For context, these values are being held in a spreadsheet, and are assumed to have undergone data validation to ensure the "keys" are separated by a comma followed by two spaces.

while ((ws.Cells[row,1].Value!=null) && (ws.Cells[row,1].Value.ToString().Equals("")))
{
    // there can be one key, or multiple keys separated by ','
    if (ws.Cells[row,keysCol].Value.ToString().Contains(','))
    {
        // there are multiple
        // need to split the ones in this cell separated by a comma           
    }
    else
    {
        // there is one
    }

    row++;
}

Upvotes: 1

Views: 300

Answers (4)

Barns
Barns

Reputation: 4848

You could use an old favorite--Regular Expressions.

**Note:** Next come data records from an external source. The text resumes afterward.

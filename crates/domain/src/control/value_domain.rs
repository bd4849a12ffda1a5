use serde::{Deserialize, Serialize};

use super::value::ControlValue;
use crate::error::InstrumentError;

/// The set of values a control accepts, passed to every validator step
#[derive(Debug, Clone, PartialEq, Serialize, Deserialize, Default)]
#[serde(tag = "type")]
pub enum ValueDomain {
    /// No restriction
    #[default]
    Any,
    /// Inclusive numeric interval
    Range { min: f64, max: f64 },
    /// Inclusive interval restricted to `min + k * step`
    SteppedRange { min: f64, max: f64, step: f64 },
    /// Enumerated members
    Set { values: Vec<ControlValue> },
}

impl ValueDomain {
    pub fn range(min: f64, max: f64) -> Self {
        Self::Range { min, max }
    }

    pub fn stepped(min: f64, max: f64, step: f64) -> Self {
        Self::SteppedRange { min, max, step }
    }

    pub fn set<I, V>(values: I) -> Self
    where
        I: IntoIterator<Item = V>,
        V: Into<ControlValue>,
    {
        Self::Set {
            values: values.into_iter().map(Into::into).collect(),
        }
    }

    /// Numeric bounds for range-shaped domains
    pub fn bounds(&self) -> Option<(f64, f64)> {
        match self {
            Self::Range { min, max } | Self::SteppedRange { min, max, .. } => Some((*min, *max)),
            _ => None,
        }
    }

    pub fn members(&self) -> Option<&[ControlValue]> {
        match self {
            Self::Set { values } => Some(values),
            _ => None,
        }
    }

    pub fn kind(&self) -> &'static str {
        match self {
            Self::Any => "any",
            Self::Range { .. } => "range",
            Self::SteppedRange { .. } => "stepped range",
            Self::Set { .. } => "set",
        }
    }

    /// Rejects domains that can never accept a value
    pub fn check(&self) -> Result<(), InstrumentError> {
        match self {
            Self::Any => Ok(()),
            Self::Range { min, max } => check_bounds(*min, *max),
            Self::SteppedRange { min, max, step } => {
                check_bounds(*min, *max)?;
                if !step.is_finite() || *step <= 0.0 {
                    return Err(InstrumentError::Configuration(format!(
                        "Range step must be positive, got {}",
                        step
                    )));
                }
                Ok(())
            }
            Self::Set { values } => {
                if values.is_empty() {
                    return Err(InstrumentError::Configuration(
                        "Discrete set is empty".to_string(),
                    ));
                }
                if values.iter().any(|v| v.as_f64().is_some_and(f64::is_nan)) {
                    return Err(InstrumentError::Configuration(
                        "Discrete set contains NaN".to_string(),
                    ));
                }
                Ok(())
            }
        }
    }
}

fn check_bounds(min: f64, max: f64) -> Result<(), InstrumentError> {
    if !min.is_finite() || !max.is_finite() {
        return Err(InstrumentError::Configuration(format!(
            "Range bounds must be finite, got [{}, {}]",
            min, max
        )));
    }
    if min > max {
        return Err(InstrumentError::Configuration(format!(
            "Range minimum {} exceeds maximum {}",
            min, max
        )));
    }
    Ok(())
}
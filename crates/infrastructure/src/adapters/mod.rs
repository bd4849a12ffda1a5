mod line_codec;
mod serial;
mod simulated_psu;
mod tcp;

pub use line_codec::LineCodec;
pub use serial::{SerialAdapter, SerialConfig};
pub use simulated_psu::{SimulatedPsu, SimulatedPsuConfig, SimulatorHandle, TRANSCRIPT_LIMIT};
pub use tcp::{TcpAdapter, TcpConfig};

use domain::InstrumentError;
use domain::adapter::{Adapter, AdapterKind};

/// Factory for creating adapters
pub struct AdapterFactory;

impl AdapterFactory {
    /// Create an adapter from its kind and configuration
    pub fn create_adapter(
        kind: AdapterKind,
        config: serde_json::Value,
    ) -> Result<Box<dyn Adapter>, InstrumentError> {
        match kind {
            AdapterKind::Serial => {
                let serial_config: SerialConfig = serde_json::from_value(config).map_err(|e| {
                    InstrumentError::Configuration(format!("Invalid Serial config: {}", e))
                })?;
                Ok(Box::new(SerialAdapter::new(serial_config)) as Box<dyn Adapter>)
            }
            AdapterKind::Tcp => {
                let tcp_config: TcpConfig = serde_json::from_value(config).map_err(|e| {
                    InstrumentError::Configuration(format!("Invalid TCP config: {}", e))
                })?;
                Ok(Box::new(TcpAdapter::new(tcp_config)) as Box<dyn Adapter>)
            }
            AdapterKind::Simulated => {
                let sim_config = Self::simulated_config(config)?;
                Ok(Box::new(SimulatedPsu::new(sim_config)) as Box<dyn Adapter>)
            }
        }
    }

    /// Simulated adapter plus its inspection handle
    pub fn create_simulated(
        config: serde_json::Value,
    ) -> Result<(Box<dyn Adapter>, SimulatorHandle), InstrumentError> {
        let psu = SimulatedPsu::new(Self::simulated_config(config)?);
        let handle = psu.handle();
        Ok((Box::new(psu), handle))
    }

    fn simulated_config(config: serde_json::Value) -> Result<SimulatedPsuConfig, InstrumentError> {
        if config.is_null() {
            return Ok(SimulatedPsuConfig::default());
        }
        serde_json::from_value(config).map_err(|e| {
            InstrumentError::Configuration(format!("Invalid Simulated config: {}", e))
        })
    }
}

#[cfg(test)]
mod tests {
    use super::*;
    use serde_json::json;

    #[test]
    fn test_create_serial_adapter() {
        let config = json!({
            "port": "/dev/ttyACM0",
            "baud_rate": 115200
        });

        let adapter = AdapterFactory::create_adapter(AdapterKind::Serial, config);
        assert!(adapter.is_ok());

        let adapter = adapter.unwrap();
        assert_eq!(adapter.adapter_type(), "Serial");
        assert!(!adapter.is_connected());
    }

    #[test]
    fn test_create_tcp_adapter() {
        let config = json!({"host": "192.168.0.20"});

        let adapter = AdapterFactory::create_adapter(AdapterKind::Tcp, config).unwrap();
        assert_eq!(adapter.adapter_type(), "TCP");
    }

    #[test]
    fn test_create_simulated_with_defaults() {
        let adapter =
            AdapterFactory::create_adapter(AdapterKind::Simulated, serde_json::Value::Null);
        assert!(adapter.is_ok());
        assert_eq!(adapter.unwrap().adapter_type(), "Simulated");
    }

    #[test]
    fn test_create_serial_invalid_config() {
        let config = json!({"invalid_field": "value"});

        let adapter = AdapterFactory::create_adapter(AdapterKind::Serial, config);
        assert!(matches!(adapter, Err(InstrumentError::Configuration(_))));
    }

    #[test]
    fn test_create_simulated_rejects_bad_types() {
        let config = json!({"power_limit": "lots"});
        assert!(AdapterFactory::create_simulated(config).is_err());
    }
}
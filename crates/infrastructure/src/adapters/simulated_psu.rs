use std::collections::VecDeque;
use std::sync::Arc;

use async_trait::async_trait;
use domain::adapter::{Adapter, AdapterKind};
use domain::control::parse_number;
use domain::{DeviceFault, InstrumentError};
use serde::Deserialize;
use tokio::sync::Mutex;

/// Commands kept in the simulator's transcript
pub const TRANSCRIPT_LIMIT: usize = 1024;

/// Simulated bench power supply configuration
#[derive(Debug, Deserialize, Clone)]
pub struct SimulatedPsuConfig {
    #[serde(default = "default_idn")]
    pub idn: String,
    #[serde(default = "default_voltage_limit")]
    pub voltage_limit: f64,
    #[serde(default = "default_current_limit")]
    pub current_limit: f64,
    #[serde(default = "default_power_limit")]
    pub power_limit: f64,
    /// Faults already queued when the session opens
    #[serde(default)]
    pub initial_faults: Vec<DeviceFault>,
    /// Append units to numeric replies ("42.50 V") as the real unit does
    #[serde(default = "default_reply_units")]
    pub reply_units: bool,
    /// Never answer queries
    #[serde(default)]
    pub silent: bool,
}

fn default_idn() -> String {
    "EA Elektro-Automatik GmbH & Co. KG,PSB 9080-360 3U,SIM000001,V2.10".to_string()
}
fn default_voltage_limit() -> f64 {
    80.0
}
fn default_current_limit() -> f64 {
    360.0
}
fn default_power_limit() -> f64 {
    15000.0
}
fn default_reply_units() -> bool {
    true
}

impl Default for SimulatedPsuConfig {
    fn default() -> Self {
        Self {
            idn: default_idn(),
            voltage_limit: default_voltage_limit(),
            current_limit: default_current_limit(),
            power_limit: default_power_limit(),
            initial_faults: Vec::new(),
            reply_units: default_reply_units(),
            silent: false,
        }
    }
}

/// Register and queue state of the simulated unit
#[derive(Debug, Default)]
struct PsuState {
    voltage: f64,
    current: f64,
    power: f64,
    output_on: bool,
    remote_locked: bool,
    errors: VecDeque<DeviceFault>,
    pending: VecDeque<String>,
    received: VecDeque<String>,
    connected: bool,
    silent: bool,
}

impl PsuState {
    fn push_error(&mut self, code: i32, message: &str) {
        tracing::debug!(code, message, "Simulated PSU queued error");
        self.errors.push_back(DeviceFault::new(code, message));
    }

    fn reset(&mut self) {
        self.voltage = 0.0;
        self.current = 0.0;
        self.power = 0.0;
        self.output_on = false;
    }
}

/// In-memory stand-in for an EA PSB style supply speaking its SCPI subset.
pub struct SimulatedPsu {
    config: SimulatedPsuConfig,
    state: Arc<Mutex<PsuState>>,
}

/// Inspection handle that stays valid after the adapter moves into a session
#[derive(Clone)]
pub struct SimulatorHandle {
    state: Arc<Mutex<PsuState>>,
}

impl SimulatedPsu {
    pub fn new(config: SimulatedPsuConfig) -> Self {
        let state = PsuState {
            errors: config.initial_faults.iter().cloned().collect(),
            silent: config.silent,
            ..PsuState::default()
        };
        Self {
            config,
            state: Arc::new(Mutex::new(state)),
        }
    }

    pub fn handle(&self) -> SimulatorHandle {
        SimulatorHandle {
            state: Arc::clone(&self.state),
        }
    }

    fn format_reading(&self, value: f64, unit: &str) -> String {
        if self.config.reply_units {
            format!("{:.2} {}", value, unit)
        } else {
            domain::control::format_number(value)
        }
    }

    fn handle_command(&self, state: &mut PsuState, command: &str) {
        let (header, argument) = match command.trim().split_once(char::is_whitespace) {
            Some((h, a)) => (h, Some(a.trim())),
            None => (command.trim(), None),
        };
        let header = header.trim_start_matches(':').to_uppercase();

        if let Some(query) = header.strip_suffix('?') {
            let reply = match query {
                "*IDN" => Some(self.config.idn.clone()),
                "VOLT" => Some(self.format_reading(state.voltage, "V")),
                "CURR" => Some(self.format_reading(state.current, "A")),
                "POW" => Some(self.format_reading(state.power, "W")),
                "OUTP" => Some(on_off(state.output_on).to_string()),
                "SYST:LOCK" => Some(on_off(state.remote_locked).to_string()),
                "SYST:ERR" => Some(match state.errors.pop_front() {
                    Some(fault) => format!("{},\"{}\"", fault.code, fault.message),
                    None => "0,\"No error\"".to_string(),
                }),
                _ => None,
            };
            match reply {
                Some(reply) if !state.silent => state.pending.push_back(reply),
                Some(_) => {}
                None => state.push_error(-113, "Undefined header"),
            }
            return;
        }

        match (header.as_str(), argument) {
            ("*CLS", _) => state.errors.clear(),
            ("*RST", _) => state.reset(),
            ("VOLT" | "CURR" | "POW" | "OUTP" | "SYST:LOCK", None) => {
                state.push_error(-109, "Missing parameter")
            }
            ("VOLT", Some(arg)) => {
                if let Some(v) = self.numeric_setting(state, arg, self.config.voltage_limit) {
                    state.voltage = v;
                }
            }
            ("CURR", Some(arg)) => {
                if let Some(v) = self.numeric_setting(state, arg, self.config.current_limit) {
                    state.current = v;
                }
            }
            ("POW", Some(arg)) => {
                if let Some(v) = self.numeric_setting(state, arg, self.config.power_limit) {
                    state.power = v;
                }
            }
            ("OUTP", Some(arg)) => match parse_switch(arg) {
                Some(on) => state.output_on = on,
                None => state.push_error(-224, "Illegal parameter value"),
            },
            ("SYST:LOCK", Some(arg)) => match parse_switch(arg) {
                Some(on) => state.remote_locked = on,
                None => state.push_error(-224, "Illegal parameter value"),
            },
            _ => state.push_error(-113, "Undefined header"),
        }

        self.enforce_power_limit(state);
    }

    fn numeric_setting(&self, state: &mut PsuState, arg: &str, limit: f64) -> Option<f64> {
        match parse_number(arg) {
            Some(v) if (0.0..=limit).contains(&v) => Some(v),
            Some(_) => {
                state.push_error(-222, "Data out of range");
                None
            }
            None => {
                state.push_error(-104, "Data type error");
                None
            }
        }
    }

    // The unit trips its output when V x I exceeds the power limit.
    fn enforce_power_limit(&self, state: &mut PsuState) {
        if state.output_on && state.voltage * state.current > self.config.power_limit {
            state.output_on = false;
            state.push_error(-221, "Settings conflict; power limit exceeded, output disabled");
        }
    }
}

fn on_off(on: bool) -> &'static str {
    if on { "ON" } else { "OFF" }
}

fn parse_switch(arg: &str) -> Option<bool> {
    match arg.to_uppercase().as_str() {
        "ON" | "1" => Some(true),
        "OFF" | "0" => Some(false),
        _ => None,
    }
}

#[async_trait]
impl Adapter for SimulatedPsu {
    async fn connect(&mut self) -> Result<(), InstrumentError> {
        self.state.lock().await.connected = true;
        tracing::info!("Simulated PSU connected with config: {:?}", self.config);
        Ok(())
    }

    async fn close(&mut self) -> Result<(), InstrumentError> {
        self.state.lock().await.connected = false;
        tracing::info!("Simulated PSU disconnected");
        Ok(())
    }

    async fn write(&mut self, command: &str) -> Result<(), InstrumentError> {
        let mut state = self.state.lock().await;
        if !state.connected {
            return Err(InstrumentError::NotConnected);
        }
        if state.received.len() == TRANSCRIPT_LIMIT {
            state.received.pop_front();
        }
        state.received.push_back(command.to_string());
        self.handle_command(&mut state, command);
        Ok(())
    }

    async fn read(&mut self) -> Result<String, InstrumentError> {
        let reply = {
            let mut state = self.state.lock().await;
            if !state.connected {
                return Err(InstrumentError::NotConnected);
            }
            state.pending.pop_front()
        };
        match reply {
            Some(reply) => Ok(reply),
            // A real unit with nothing to say stays quiet; the caller's timeout decides.
            None => std::future::pending().await,
        }
    }

    async fn clear_input(&mut self) -> Result<(), InstrumentError> {
        let mut state = self.state.lock().await;
        if !state.connected {
            return Err(InstrumentError::NotConnected);
        }
        state.pending.clear();
        Ok(())
    }

    fn is_connected(&self) -> bool {
        self.state
            .try_lock()
            .map(|state| state.connected)
            .unwrap_or(true)
    }

    fn adapter_type(&self) -> &'static str {
        AdapterKind::Simulated.as_str()
    }
}

impl SimulatorHandle {
    /// Commands received so far, oldest first; only the most recent
    /// `TRANSCRIPT_LIMIT` are kept
    pub async fn received(&self) -> Vec<String> {
        self.state.lock().await.received.iter().cloned().collect()
    }

    pub async fn clear_received(&self) {
        self.state.lock().await.received.clear();
    }

    pub async fn inject_fault(&self, fault: DeviceFault) {
        self.state.lock().await.errors.push_back(fault);
    }

    pub async fn set_silent(&self, silent: bool) {
        self.state.lock().await.silent = silent;
    }

    pub async fn queued_errors(&self) -> usize {
        self.state.lock().await.errors.len()
    }

    pub async fn voltage(&self) -> f64 {
        self.state.lock().await.voltage
    }

    pub async fn current(&self) -> f64 {
        self.state.lock().await.current
    }

    pub async fn output_on(&self) -> bool {
        self.state.lock().await.output_on
    }

    pub async fn remote_locked(&self) -> bool {
        self.state.lock().await.remote_locked
    }
}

Here are two flavors 'Loop' or 'LINQ'.

    static void Main(string[] args)
    {
        var list = new List<string>{"W848","W998, W748","W953, W9484, W7373","W888"};

        Console.WriteLine("LINQ");
        list.ForEach(l => TestSplitRegexLinq(l));

        Console.WriteLine();
        Console.WriteLine("Loop");
        list.ForEach(l => TestSplitRegexLoop(l));
    }


    private static void TestSplitRegexLinq(string s)
    {
        string pattern = @"[W][0-9]*";                
        var reg = new Regex(pattern);
        reg.Matches(s).ToList().ForEach(m => Console.WriteLine(m.Value));
    }



    private static void TestSplitRegexLoop(string s)
    {
        string pattern = @"[W][0-9]*";                
        var reg = new Regex(pattern);
        foreach (Match m in reg.Matches(s))
        {
            Console.WriteLine(m.Value);
        }
    }

Just replace the Console.Write with anything you want: eg. myList.Add(m.Value).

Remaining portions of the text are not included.